Tuesday, May 29, 2012

RECOVERY NUTRITION DURING HARD TRAINING

During hard training cycles, like Christmas training, it is imperative for athletes not only to eat promptly (within a half-hour) following a hard training session, but eat the right amount of carbohydrates and protein as well.
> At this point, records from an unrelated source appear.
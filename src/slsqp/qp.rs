//! Inequality-constrained quadratic subproblem.
//!
//! ```text
//! minimize    ½·dᵀ·B·d + gᵀ·d
//! subject to  A·d >= b
//! ```
//!
//! with `B` symmetric positive definite. The dual
//!
//! ```text
//! minimize    ½·λᵀ·(A·B⁻¹·Aᵀ)·λ − λᵀ·(b + A·B⁻¹·g),   λ >= 0
//! ```
//!
//! is solved by Hildreth's projected coordinate descent, keeping the primal
//! iterate `d = B⁻¹·(Aᵀ·λ − g)` up to date after each coordinate move.
//!
//! # References
//!
//! - Hildreth (1957), "A Quadratic Programming Procedure"
//! - Nocedal & Wright (2006), "Numerical Optimization", §18.3 (elastic mode)

use super::linalg::{cholesky, norm};
use ndarray::{s, Array1, Array2};

const MAX_SWEEPS: usize = 20_000;
const SWEEP_TOL: f64 = 1e-13;
const FEASIBILITY_TOL: f64 = 1e-9;
const MULTIPLIER_CAP: f64 = 1e12;

/// Why the subproblem could not be solved.
#[derive(Debug, Clone, Copy, PartialEq, Eq)]
pub(crate) enum QpError {
    /// `B` has no Cholesky factor.
    NotPositiveDefinite,
    /// No `d` satisfies `A·d >= b`.
    Inconsistent,
}

#[derive(Debug, Clone)]
pub(crate) struct QpSolution {
    pub d: Array1<f64>,
    /// One multiplier per row of `A`, all non-negative.
    pub multipliers: Array1<f64>,
    /// Relaxation used by [`solve_elastic`]; zero for [`solve`].
    pub sigma: f64,
}

pub(crate) fn solve(
    hessian: &Array2<f64>,
    gradient: &Array1<f64>,
    rows: &Array2<f64>,
    rhs: &Array1<f64>,
) -> Result<QpSolution, QpError> {
    let factor = cholesky(hessian).ok_or(QpError::NotPositiveDefinite)?;
    let m = rows.nrows();

    let mut d = factor.solve(gradient.view());
    d.mapv_inplace(|v| -v);

    let z: Vec<Array1<f64>> = rows
        .rows()
        .into_iter()
        .map(|row| factor.solve(row))
        .collect();
    let diag: Vec<f64> = rows
        .rows()
        .into_iter()
        .zip(&z)
        .map(|(row, zi)| row.dot(zi))
        .collect();
    let z_norms: Vec<f64> = z.iter().map(|zi| norm(zi.view())).collect();

    let mut lambda = Array1::<f64>::zeros(m);
    for _ in 0..MAX_SWEEPS {
        let mut max_move = 0.0_f64;
        for i in 0..m {
            if diag[i] <= f64::EPSILON {
                continue;
            }
            let residual = rows.row(i).dot(&d) - rhs[i];
            let next = (lambda[i] - residual / diag[i]).max(0.0);
            let delta = next - lambda[i];
            if delta != 0.0 {
                d.scaled_add(delta, &z[i]);
                lambda[i] = next;
                max_move = max_move.max(delta.abs() * z_norms[i]);
            }
        }
        if max_move <= SWEEP_TOL * (1.0 + norm(d.view())) {
            break;
        }
        if lambda.iter().any(|v| !v.is_finite() || *v > MULTIPLIER_CAP) {
            return Err(QpError::Inconsistent);
        }
    }

    let consistent = rows
        .rows()
        .into_iter()
        .zip(rhs)
        .all(|(row, &b)| row.dot(&d) - b >= -FEASIBILITY_TOL * (1.0 + b.abs()));
    if !consistent {
        return Err(QpError::Inconsistent);
    }

    Ok(QpSolution {
        d,
        multipliers: lambda,
        sigma: 0.0,
    })
}

/// Solves the subproblem with the first `relaxed` rows softened.
///
/// Adds a variable `σ ∈ [0, 1]` and replaces each relaxed row
/// `aᵢᵀ·d >= bᵢ` by `aᵢᵀ·d + bᵢ·σ >= bᵢ`, so `d = 0, σ = 1` is always
/// feasible. `σ` is charged `½·penalty·σ²` in the objective. The
/// remaining rows (variable bounds) stay hard.
pub(crate) fn solve_elastic(
    hessian: &Array2<f64>,
    gradient: &Array1<f64>,
    rows: &Array2<f64>,
    rhs: &Array1<f64>,
    relaxed: usize,
    penalty: f64,
) -> Result<QpSolution, QpError> {
    let n = hessian.nrows();
    let m = rows.nrows();

    let mut ext_hessian = Array2::<f64>::zeros((n + 1, n + 1));
    ext_hessian.slice_mut(s![..n, ..n]).assign(hessian);
    ext_hessian[[n, n]] = penalty;

    let mut ext_gradient = Array1::<f64>::zeros(n + 1);
    ext_gradient.slice_mut(s![..n]).assign(gradient);

    let mut ext_rows = Array2::<f64>::zeros((m + 2, n + 1));
    ext_rows.slice_mut(s![..m, ..n]).assign(rows);
    let mut ext_rhs = Array1::<f64>::zeros(m + 2);
    ext_rhs.slice_mut(s![..m]).assign(rhs);
    for i in 0..relaxed.min(m) {
        ext_rows[[i, n]] = rhs[i];
    }
    // 0 <= σ <= 1
    ext_rows[[m, n]] = 1.0;
    ext_rows[[m + 1, n]] = -1.0;
    ext_rhs[m + 1] = -1.0;

    let solution = solve(&ext_hessian, &ext_gradient, &ext_rows, &ext_rhs)?;
    Ok(QpSolution {
        d: solution.d.slice(s![..n]).to_owned(),
        multipliers: solution.multipliers.slice(s![..m]).to_owned(),
        sigma: solution.d[n],
    })
}
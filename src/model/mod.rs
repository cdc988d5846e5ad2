//! Symbolic modeling layer.
//!
//! Describes a bounded non-linear program independently of the algorithm
//! that solves it:
//!
//! - **Variables**: [`FloatVar`] decisions with closed domains, referenced by [`VarId`]
//! - **Expressions**: [`Expr`] trees with `+ - * /`, constant powers and `sqrt`
//! - **Constraints**: [`Constraint`], always stored as `g(x) <= 0`
//! - **Model**: [`NlModel`], a container with a single [`Objective`] and a
//!   `close()` step after which it is read-only
//!
//! # Constraint direction
//!
//! The canonical direction is `g(x) <= 0`. Solvers written against the
//! opposite convention (`c(x) >= 0` feasible) must read
//! [`Constraint::slack`] instead of negating bodies themselves.

mod expr;
mod nl_model;
mod variables;

pub use expr::{Expr, SQRT_SLACK};
pub use nl_model::{Constraint, Direction, Evaluation, NlModel, Objective};
pub use variables::{FloatVar, VarId};
//! Derivative-free hybrid back-end.
//!
//! Couples a global exploration phase (random sampling followed by
//! simulated annealing on a penalized cost) with a local augmented-Lagrangian
//! pattern search, restarting both from the incumbent until the budget is
//! spent. Only objective and constraint values are needed, so the back-end
//! works on any closed [`NlModel`](crate::model::NlModel).
//!
//! # Incumbent
//!
//! Every evaluated point is ranked feasibility-first: a point within the
//! feasibility tolerance beats any point outside it; among feasible points
//! the lower cost wins, among infeasible ones the lower violation.
//!
//! # Parallelism
//!
//! With the `parallel` feature the initial sample is evaluated with rayon.
//! The points themselves are drawn sequentially, so a seeded run produces
//! the same result with or without the feature.
//!
//! # References
//!
//! - Kirkpatrick, Gelatt & Vecchi (1983), "Optimization by Simulated Annealing"
//! - Lewis & Torczon (2002), "A Globally Convergent Augmented Lagrangian
//!   Pattern Search Algorithm"

mod anneal;
mod config;
mod refine;
mod runner;
mod session;

pub use config::{CoolingSchedule, HybridConfig};
pub use runner::HybridSolver;
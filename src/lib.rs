//! Bounded non-linear shape optimization.
//!
//! Solves small continuous programs of the form
//!
//! ```text
//! maximize / minimize  f(x)
//! subject to           g_i(x) <= 0,   lower <= x <= upper
//! ```
//!
//! through one model and interchangeable numerical back-ends:
//!
//! - **Model**: symbolic [`NlModel`](model::NlModel) with `+ - * /`,
//!   constant powers and `sqrt`; closed before solving and read-only after.
//! - **Hybrid**: derivative-free search combining random sampling,
//!   simulated annealing and augmented-Lagrangian pattern search.
//! - **SLSQP**: sequential quadratic programming with finite-difference
//!   gradients and damped BFGS updates.
//! - **Shape**: the cup problem (largest volume for a surface of at most
//!   `π`) built on top of the model, see [`ShapeOptimizer`].
//!
//! Every back-end implements [`Backend`] and returns a [`Solution`] whose
//! [`SolveStatus`] tells convergence, budget exhaustion and infeasibility
//! apart. Switching algorithm never changes the model.

pub mod error;
pub mod hybrid;
pub mod model;
pub mod optimizer;
pub mod shape;
pub mod slsqp;

pub use error::{ConfigError, ModelError, SolveError};
pub use optimizer::{Backend, Solution, SolveStatus, SolverConfig, FEASIBILITY_TOL};
pub use shape::{CupModel, ShapeOptimizer, ShapeSolution};
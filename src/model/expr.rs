//! Symbolic expressions over model variables.
//!
//! Expressions are immutable trees built with the usual arithmetic
//! operators plus [`Expr::pow`] and [`Expr::sqrt`]:
//!
//! ```
//! use u_shapeopt::model::{Expr, NlModel};
//!
//! let mut model = NlModel::new("demo");
//! let x = Expr::from(model.add_float("x", 0.0, 1.0).unwrap());
//! let y = Expr::from(model.add_float("y", 0.0, 1.0).unwrap());
//!
//! let e = (x.clone() - y.clone()).pow(2.0) + 3.0 * x * y;
//! assert!((e.eval(&[0.5, 0.25]).unwrap() - 0.4375).abs() < 1e-12);
//! ```

use super::variables::VarId;
use crate::error::ModelError;
use std::fmt;
use std::ops::{Add, Div, Mul, Neg, Sub};

/// Radicands in `[-SQRT_SLACK, 0)` are treated as zero.
///
/// Searches that probe the box boundary produce tiny negative radicands
/// from cancellation (e.g. `(R - r)^2 + h^2` near `R = r, h = 0`).
pub const SQRT_SLACK: f64 = 1e-12;

/// A symbolic expression.
#[derive(Debug, Clone, PartialEq)]
pub enum Expr {
    Const(f64),
    Var(VarId),
    Neg(Box<Expr>),
    Add(Box<Expr>, Box<Expr>),
    Sub(Box<Expr>, Box<Expr>),
    Mul(Box<Expr>, Box<Expr>),
    Div(Box<Expr>, Box<Expr>),
    /// Power with a constant exponent.
    Pow(Box<Expr>, f64),
    Sqrt(Box<Expr>),
}

impl Expr {
    /// Constant expression.
    pub fn constant(value: f64) -> Self {
        Expr::Const(value)
    }

    /// Raises this expression to a constant power.
    pub fn pow(self, exponent: f64) -> Self {
        Expr::Pow(Box::new(self), exponent)
    }

    /// Square root of this expression.
    pub fn sqrt(self) -> Self {
        Expr::Sqrt(Box::new(self))
    }

    /// Evaluates the expression at the point `x`.
    ///
    /// # Errors
    ///
    /// - [`ModelError::UnknownVariable`] if a variable index is out of range for `x`.
    /// - [`ModelError::Domain`] for a negative radicand (beyond [`SQRT_SLACK`]),
    ///   a zero divisor, or a power that is not finite.
    pub fn eval(&self, x: &[f64]) -> Result<f64, ModelError> {
        match self {
            Expr::Const(c) => Ok(*c),
            Expr::Var(id) => x
                .get(id.0)
                .copied()
                .ok_or(ModelError::UnknownVariable(id.0)),
            Expr::Neg(a) => Ok(-a.eval(x)?),
            Expr::Add(a, b) => Ok(a.eval(x)? + b.eval(x)?),
            Expr::Sub(a, b) => Ok(a.eval(x)? - b.eval(x)?),
            Expr::Mul(a, b) => Ok(a.eval(x)? * b.eval(x)?),
            Expr::Div(a, b) => {
                let den = b.eval(x)?;
                if den == 0.0 {
                    return Err(ModelError::Domain { op: "div", value: den });
                }
                Ok(a.eval(x)? / den)
            }
            Expr::Pow(a, p) => {
                let base = a.eval(x)?;
                let value = if p.fract() == 0.0 && p.abs() <= i32::MAX as f64 {
                    base.powi(*p as i32)
                } else {
                    base.powf(*p)
                };
                if !value.is_finite() {
                    return Err(ModelError::Domain { op: "pow", value: base });
                }
                Ok(value)
            }
            Expr::Sqrt(a) => {
                let radicand = a.eval(x)?;
                if radicand >= 0.0 {
                    Ok(radicand.sqrt())
                } else if radicand >= -SQRT_SLACK {
                    Ok(0.0)
                } else {
                    Err(ModelError::Domain {
                        op: "sqrt",
                        value: radicand,
                    })
                }
            }
        }
    }

    /// Calls `f` for every variable referenced by this expression.
    pub fn visit_vars(&self, f: &mut impl FnMut(VarId)) {
        match self {
            Expr::Const(_) => {}
            Expr::Var(id) => f(*id),
            Expr::Neg(a) | Expr::Pow(a, _) | Expr::Sqrt(a) => a.visit_vars(f),
            Expr::Add(a, b) | Expr::Sub(a, b) | Expr::Mul(a, b) | Expr::Div(a, b) => {
                a.visit_vars(f);
                b.visit_vars(f);
            }
        }
    }

    /// Largest variable index referenced, if any.
    pub fn max_var_index(&self) -> Option<usize> {
        let mut max = None;
        self.visit_vars(&mut |id| {
            max = Some(max.map_or(id.0, |m: usize| m.max(id.0)));
        });
        max
    }
}

impl From<VarId> for Expr {
    fn from(id: VarId) -> Self {
        Expr::Var(id)
    }
}

impl From<f64> for Expr {
    fn from(value: f64) -> Self {
        Expr::Const(value)
    }
}

impl Neg for Expr {
    type Output = Expr;

    fn neg(self) -> Expr {
        Expr::Neg(Box::new(self))
    }
}

macro_rules! impl_binary_op {
    ($trait:ident, $method:ident, $variant:ident) => {
        impl $trait for Expr {
            type Output = Expr;

            fn $method(self, rhs: Expr) -> Expr {
                Expr::$variant(Box::new(self), Box::new(rhs))
            }
        }

        impl $trait<f64> for Expr {
            type Output = Expr;

            fn $method(self, rhs: f64) -> Expr {
                Expr::$variant(Box::new(self), Box::new(Expr::Const(rhs)))
            }
        }

        impl $trait<Expr> for f64 {
            type Output = Expr;

            fn $method(self, rhs: Expr) -> Expr {
                Expr::$variant(Box::new(Expr::Const(self)), Box::new(rhs))
            }
        }
    };
}

impl_binary_op!(Add, add, Add);
impl_binary_op!(Sub, sub, Sub);
impl_binary_op!(Mul, mul, Mul);
impl_binary_op!(Div, div, Div);

impl fmt::Display for Expr {
    fn fmt(&self, f: &mut fmt::Formatter<'_>) -> fmt::Result {
        match self {
            Expr::Const(c) => write!(f, "{c}"),
            Expr::Var(id) => write!(f, "x{}", id.0),
            Expr::Neg(a) => write!(f, "-({a})"),
            Expr::Add(a, b) => write!(f, "({a} + {b})"),
            Expr::Sub(a, b) => write!(f, "({a} - {b})"),
            Expr::Mul(a, b) => write!(f, "{a} * {b}"),
            Expr::Div(a, b) => write!(f, "{a} / {b}"),
            Expr::Pow(a, p) => write!(f, "{a}^{p}"),
            Expr::Sqrt(a) => write!(f, "sqrt({a})"),
        }
    }
}

#[cfg(test)]
mod tests {
    use super::*;

    fn var(i: usize) -> Expr {
        Expr::Var(VarId(i))
    }

    #[test]
    fn test_arithmetic() {
        let e = (var(0) + var(1)) * 2.0 - var(1) / 4.0;
        let v = e.eval(&[1.0, 2.0]).unwrap();
        assert!((v - 5.5).abs() < 1e-12);
    }

    #[test]
    fn test_scalar_on_left() {
        let e = 3.0 - 2.0 * var(0);
        assert!((e.eval(&[0.25]).unwrap() - 2.5).abs() < 1e-12);
    }

    #[test]
    fn test_pow_integer_and_fractional() {
        assert!((var(0).pow(2.0).eval(&[3.0]).unwrap() - 9.0).abs() < 1e-12);
        assert!((var(0).pow(0.5).eval(&[4.0]).unwrap() - 2.0).abs() < 1e-12);
    }

    #[test]
    fn test_sqrt_negative_is_domain_error() {
        let e = (var(0) - 1.0).sqrt();
        assert!(matches!(
            e.eval(&[0.5]),
            Err(ModelError::Domain { op: "sqrt", .. })
        ));
    }

    #[test]
    fn test_sqrt_tiny_negative_clamps() {
        let e = (var(0) - 1.0).sqrt();
        assert_eq!(e.eval(&[1.0 - 1e-14]).unwrap(), 0.0);
    }

    #[test]
    fn test_division_by_zero() {
        let e = var(0) / var(1);
        assert!(matches!(
            e.eval(&[1.0, 0.0]),
            Err(ModelError::Domain { op: "div", .. })
        ));
    }

    #[test]
    fn test_unknown_variable() {
        assert_eq!(var(3).eval(&[0.0]), Err(ModelError::UnknownVariable(3)));
    }

    #[test]
    fn test_max_var_index() {
        let e = (var(2) + 1.0).sqrt() * var(0);
        assert_eq!(e.max_var_index(), Some(2));
        assert_eq!(Expr::constant(1.0).max_var_index(), None);
    }

    #[test]
    fn test_display() {
        let e = (var(0) - var(1)).pow(2.0);
        assert_eq!(e.to_string(), "(x0 - x1)^2");
    }
}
A sound recovery plan will be based on an athlete’s body weight.
  • Athletes should eat .5 grams of carbohydrates for every pound of body weight
  • Athletes should eat 15-20 grams of protein
  • Athletes should drink 24 ounces of water for every pound lost
  • Athletes should include electrolytes (sodium, potassium) from food with salt or a sports drink
The dieticians at the USOC have compiled some suggested recovery meals based on body weight:

110-132 Pound Athlete
  • 16 ounces of chocolate milk and water, or
  • 6 ounces of non-fat Greek yogurt, fresh fruit, and water, or
  • A natural ingredient sport bar (fruit/nut), a glass of skim milk, and water
154-176 Pound Athlete
  • 24 ounces of chocolate milk and water, or
  • Sport bar (45-50 grams of carbs/15-20 grams of protein) and 16 ounces of sport drink, or
  • 12 ounces of non-fat Greek yogurt, one cup of fruit juice, and water
198-220 Pound Athlete
  • 24 ounces of chocolate milk, water and a banana, or
  • Sport bar (50 grams of carbs/15-20 grams of protein) and 24 ounces of sport drink
Not only must an athlete eat their recovery snack within a half hour of completing practice, but they must also have a meal within an hour of eating their recovery snack, and add another snack an hour after the meal. Obviously this is not a recovery plan for every day of the year, but it will certainly make a difference when the coach pulls out their special New Year’s 10,000-yard set to cap off an intense week of holiday training.